▶ _TASK OBJECTIVE_: Print the records below word for word, beginning with the first line and ending once the line containing "if let Some(port) = added" is printed.

++++ EXERCISE INPUT

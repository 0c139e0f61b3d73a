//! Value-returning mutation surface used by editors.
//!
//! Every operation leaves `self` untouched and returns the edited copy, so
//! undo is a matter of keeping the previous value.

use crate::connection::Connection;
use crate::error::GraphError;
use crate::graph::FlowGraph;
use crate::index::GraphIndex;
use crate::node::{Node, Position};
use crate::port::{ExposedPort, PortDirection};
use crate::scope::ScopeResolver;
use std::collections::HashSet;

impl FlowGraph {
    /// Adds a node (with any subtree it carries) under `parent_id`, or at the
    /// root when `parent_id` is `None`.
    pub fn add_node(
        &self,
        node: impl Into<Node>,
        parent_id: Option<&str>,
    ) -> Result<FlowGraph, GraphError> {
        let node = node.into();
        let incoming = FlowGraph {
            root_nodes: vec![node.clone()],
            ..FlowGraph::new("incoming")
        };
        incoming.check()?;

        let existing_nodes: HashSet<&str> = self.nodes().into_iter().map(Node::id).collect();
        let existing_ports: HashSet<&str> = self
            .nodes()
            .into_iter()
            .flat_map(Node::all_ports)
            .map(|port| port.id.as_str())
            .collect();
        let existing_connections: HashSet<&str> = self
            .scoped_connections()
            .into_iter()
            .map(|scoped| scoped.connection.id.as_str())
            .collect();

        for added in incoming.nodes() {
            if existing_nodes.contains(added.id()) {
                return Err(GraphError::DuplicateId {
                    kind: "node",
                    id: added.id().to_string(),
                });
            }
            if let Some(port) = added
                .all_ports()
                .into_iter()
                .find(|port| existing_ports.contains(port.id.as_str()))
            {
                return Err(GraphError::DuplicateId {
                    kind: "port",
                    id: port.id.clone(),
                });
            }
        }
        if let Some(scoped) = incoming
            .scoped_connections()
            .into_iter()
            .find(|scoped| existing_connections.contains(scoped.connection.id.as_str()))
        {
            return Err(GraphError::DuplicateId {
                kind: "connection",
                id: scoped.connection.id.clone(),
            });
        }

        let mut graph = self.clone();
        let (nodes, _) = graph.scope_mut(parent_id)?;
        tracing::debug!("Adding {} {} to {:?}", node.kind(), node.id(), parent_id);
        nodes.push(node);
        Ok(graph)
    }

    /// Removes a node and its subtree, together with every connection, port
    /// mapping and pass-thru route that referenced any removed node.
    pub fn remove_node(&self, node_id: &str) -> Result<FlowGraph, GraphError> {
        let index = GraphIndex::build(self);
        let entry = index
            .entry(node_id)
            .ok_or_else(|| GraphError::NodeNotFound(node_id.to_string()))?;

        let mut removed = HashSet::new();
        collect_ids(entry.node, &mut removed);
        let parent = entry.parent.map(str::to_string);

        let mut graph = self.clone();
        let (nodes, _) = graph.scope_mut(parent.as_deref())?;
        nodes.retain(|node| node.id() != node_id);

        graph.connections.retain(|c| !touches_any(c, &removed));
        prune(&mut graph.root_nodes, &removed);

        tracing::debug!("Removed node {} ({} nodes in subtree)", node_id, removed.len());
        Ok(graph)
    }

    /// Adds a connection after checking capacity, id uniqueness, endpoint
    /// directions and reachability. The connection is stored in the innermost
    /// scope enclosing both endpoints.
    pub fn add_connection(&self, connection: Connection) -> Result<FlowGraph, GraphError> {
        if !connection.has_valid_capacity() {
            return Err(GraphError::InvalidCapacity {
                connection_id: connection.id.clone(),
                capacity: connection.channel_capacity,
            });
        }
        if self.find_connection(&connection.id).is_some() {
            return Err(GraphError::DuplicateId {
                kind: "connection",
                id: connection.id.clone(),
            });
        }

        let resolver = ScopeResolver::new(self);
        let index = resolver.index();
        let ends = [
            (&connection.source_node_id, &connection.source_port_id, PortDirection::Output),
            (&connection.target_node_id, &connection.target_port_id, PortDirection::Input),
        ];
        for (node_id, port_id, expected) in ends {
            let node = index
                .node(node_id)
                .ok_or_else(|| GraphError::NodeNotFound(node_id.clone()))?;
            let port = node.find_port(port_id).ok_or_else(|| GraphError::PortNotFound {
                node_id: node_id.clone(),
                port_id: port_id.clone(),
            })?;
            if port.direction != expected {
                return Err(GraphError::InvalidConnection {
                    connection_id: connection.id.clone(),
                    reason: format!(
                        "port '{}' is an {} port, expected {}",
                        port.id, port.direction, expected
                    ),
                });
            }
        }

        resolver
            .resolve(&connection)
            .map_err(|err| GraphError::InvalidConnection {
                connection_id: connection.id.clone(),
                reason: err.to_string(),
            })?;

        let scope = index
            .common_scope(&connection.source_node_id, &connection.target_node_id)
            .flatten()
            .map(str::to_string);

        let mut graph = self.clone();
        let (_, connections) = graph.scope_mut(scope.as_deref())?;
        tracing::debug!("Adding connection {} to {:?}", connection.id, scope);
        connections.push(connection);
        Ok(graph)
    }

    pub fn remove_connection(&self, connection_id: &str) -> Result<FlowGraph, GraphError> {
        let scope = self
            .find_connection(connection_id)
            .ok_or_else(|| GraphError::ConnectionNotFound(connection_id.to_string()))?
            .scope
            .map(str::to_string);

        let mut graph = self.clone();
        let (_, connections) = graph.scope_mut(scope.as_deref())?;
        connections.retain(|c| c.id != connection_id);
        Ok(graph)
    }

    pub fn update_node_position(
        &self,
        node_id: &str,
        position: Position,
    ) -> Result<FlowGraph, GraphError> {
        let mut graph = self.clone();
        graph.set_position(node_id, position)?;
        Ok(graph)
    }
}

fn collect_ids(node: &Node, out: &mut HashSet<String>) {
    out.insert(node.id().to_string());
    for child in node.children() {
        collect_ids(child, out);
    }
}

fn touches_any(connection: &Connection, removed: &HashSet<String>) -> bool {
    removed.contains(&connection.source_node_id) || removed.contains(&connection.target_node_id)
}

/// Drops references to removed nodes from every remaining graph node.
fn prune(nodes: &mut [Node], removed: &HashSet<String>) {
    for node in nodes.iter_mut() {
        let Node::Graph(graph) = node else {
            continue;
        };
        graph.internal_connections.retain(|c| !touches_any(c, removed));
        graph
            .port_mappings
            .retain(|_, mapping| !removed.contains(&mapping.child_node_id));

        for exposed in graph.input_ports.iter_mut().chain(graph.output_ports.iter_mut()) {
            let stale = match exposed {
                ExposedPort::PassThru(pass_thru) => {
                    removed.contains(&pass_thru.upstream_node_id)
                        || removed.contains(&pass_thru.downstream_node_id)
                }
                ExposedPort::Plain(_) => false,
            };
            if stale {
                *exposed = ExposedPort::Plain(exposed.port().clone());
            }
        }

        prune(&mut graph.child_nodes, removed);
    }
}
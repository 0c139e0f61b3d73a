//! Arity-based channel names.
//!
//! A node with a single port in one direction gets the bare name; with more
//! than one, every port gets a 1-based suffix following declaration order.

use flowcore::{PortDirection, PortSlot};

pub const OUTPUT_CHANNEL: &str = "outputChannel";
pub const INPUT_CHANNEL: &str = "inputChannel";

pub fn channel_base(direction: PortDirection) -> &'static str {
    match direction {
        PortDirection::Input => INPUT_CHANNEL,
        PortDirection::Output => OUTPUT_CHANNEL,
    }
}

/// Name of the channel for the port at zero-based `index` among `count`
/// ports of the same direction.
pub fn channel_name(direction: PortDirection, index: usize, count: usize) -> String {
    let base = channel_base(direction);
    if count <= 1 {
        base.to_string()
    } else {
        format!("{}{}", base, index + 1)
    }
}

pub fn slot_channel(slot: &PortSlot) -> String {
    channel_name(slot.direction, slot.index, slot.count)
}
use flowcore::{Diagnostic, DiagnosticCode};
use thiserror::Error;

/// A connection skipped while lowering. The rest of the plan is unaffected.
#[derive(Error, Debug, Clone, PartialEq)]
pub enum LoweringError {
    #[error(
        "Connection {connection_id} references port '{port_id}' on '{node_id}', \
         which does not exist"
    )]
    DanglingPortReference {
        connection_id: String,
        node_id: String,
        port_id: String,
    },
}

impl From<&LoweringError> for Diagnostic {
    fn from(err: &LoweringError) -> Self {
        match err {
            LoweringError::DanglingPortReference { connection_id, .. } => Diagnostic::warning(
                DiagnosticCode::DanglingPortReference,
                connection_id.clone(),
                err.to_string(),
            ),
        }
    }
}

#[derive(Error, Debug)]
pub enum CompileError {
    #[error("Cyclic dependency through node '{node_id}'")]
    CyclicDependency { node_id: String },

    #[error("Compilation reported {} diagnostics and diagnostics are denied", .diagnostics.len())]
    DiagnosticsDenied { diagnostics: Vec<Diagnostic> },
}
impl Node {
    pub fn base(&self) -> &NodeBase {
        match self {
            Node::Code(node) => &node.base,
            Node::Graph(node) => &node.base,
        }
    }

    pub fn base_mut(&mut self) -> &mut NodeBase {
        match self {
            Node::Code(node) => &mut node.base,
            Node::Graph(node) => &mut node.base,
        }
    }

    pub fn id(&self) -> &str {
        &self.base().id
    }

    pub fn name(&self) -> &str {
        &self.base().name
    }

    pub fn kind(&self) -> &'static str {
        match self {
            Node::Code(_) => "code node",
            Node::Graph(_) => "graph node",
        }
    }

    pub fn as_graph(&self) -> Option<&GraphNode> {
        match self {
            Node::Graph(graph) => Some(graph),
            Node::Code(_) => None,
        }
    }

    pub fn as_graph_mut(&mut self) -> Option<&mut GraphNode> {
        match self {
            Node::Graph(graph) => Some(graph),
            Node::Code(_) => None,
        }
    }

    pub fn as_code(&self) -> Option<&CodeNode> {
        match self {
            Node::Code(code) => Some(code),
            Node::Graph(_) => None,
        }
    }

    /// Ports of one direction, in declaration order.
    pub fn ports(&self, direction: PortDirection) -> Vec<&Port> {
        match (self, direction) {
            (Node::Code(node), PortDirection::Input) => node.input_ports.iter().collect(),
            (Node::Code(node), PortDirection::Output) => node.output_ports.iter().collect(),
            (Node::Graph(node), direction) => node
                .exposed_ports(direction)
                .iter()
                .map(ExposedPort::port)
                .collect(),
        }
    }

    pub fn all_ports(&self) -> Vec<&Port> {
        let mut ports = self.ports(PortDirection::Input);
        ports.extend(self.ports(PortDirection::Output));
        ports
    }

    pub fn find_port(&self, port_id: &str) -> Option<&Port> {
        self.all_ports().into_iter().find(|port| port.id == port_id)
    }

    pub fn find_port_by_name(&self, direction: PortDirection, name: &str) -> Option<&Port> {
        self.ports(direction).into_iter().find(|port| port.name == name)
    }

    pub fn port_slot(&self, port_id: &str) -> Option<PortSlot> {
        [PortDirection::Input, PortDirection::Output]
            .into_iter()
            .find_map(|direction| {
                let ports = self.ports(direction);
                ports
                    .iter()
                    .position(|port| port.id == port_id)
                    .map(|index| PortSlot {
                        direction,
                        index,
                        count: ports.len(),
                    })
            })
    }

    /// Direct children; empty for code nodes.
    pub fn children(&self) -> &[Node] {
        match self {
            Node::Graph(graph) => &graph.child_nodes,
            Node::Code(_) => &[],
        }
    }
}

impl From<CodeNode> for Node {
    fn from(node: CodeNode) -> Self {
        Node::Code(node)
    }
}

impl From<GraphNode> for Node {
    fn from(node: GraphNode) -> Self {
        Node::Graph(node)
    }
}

++++++++

▶ _EXERCISE SOLUTION_:
repository 0c139e0f61b3d73a
//! Value-returning mutation surface used by editors.
//!
//! Every operation leaves `self` untouched and returns the edited copy, so
//! undo is a matter of keeping the previous value.

use crate::connection::Connection;
use crate::error::GraphError;
use crate::graph::FlowGraph;
use crate::index::GraphIndex;
use crate::node::{Node, Position};
use crate::port::{ExposedPort, PortDirection};
use crate::scope::ScopeResolver;
use std::collections::HashSet;

impl FlowGraph {
    /// Adds a node (with any subtree it carries) under `parent_id`, or at the
    /// root when `parent_id` is `None`.
    pub fn add_node(
        &self,
        node: impl Into<Node>,
        parent_id: Option<&str>,
    ) -> Result<FlowGraph, GraphError> {
        let node = node.into();
        let incoming = FlowGraph {
            root_nodes: vec![node.clone()],
            ..FlowGraph::new("incoming")
        };
        incoming.check()?;

        let existing_nodes: HashSet<&str> = self.nodes().into_iter().map(Node::id).collect();
        let existing_ports: HashSet<&str> = self
            .nodes()
            .into_iter()
            .flat_map(Node::all_ports)
            .map(|port| port.id.as_str())
            .collect();
        let existing_connections: HashSet<&str> = self
            .scoped_connections()
            .into_iter()
            .map(|scoped| scoped.connection.id.as_str())
            .collect();

        for added in incoming.nodes() {
            if existing_nodes.contains(added.id()) {
                return Err(GraphError::DuplicateId {
                    kind: "node",
                    id: added.id().to_string(),
                });
            }
            if let Some(port) = added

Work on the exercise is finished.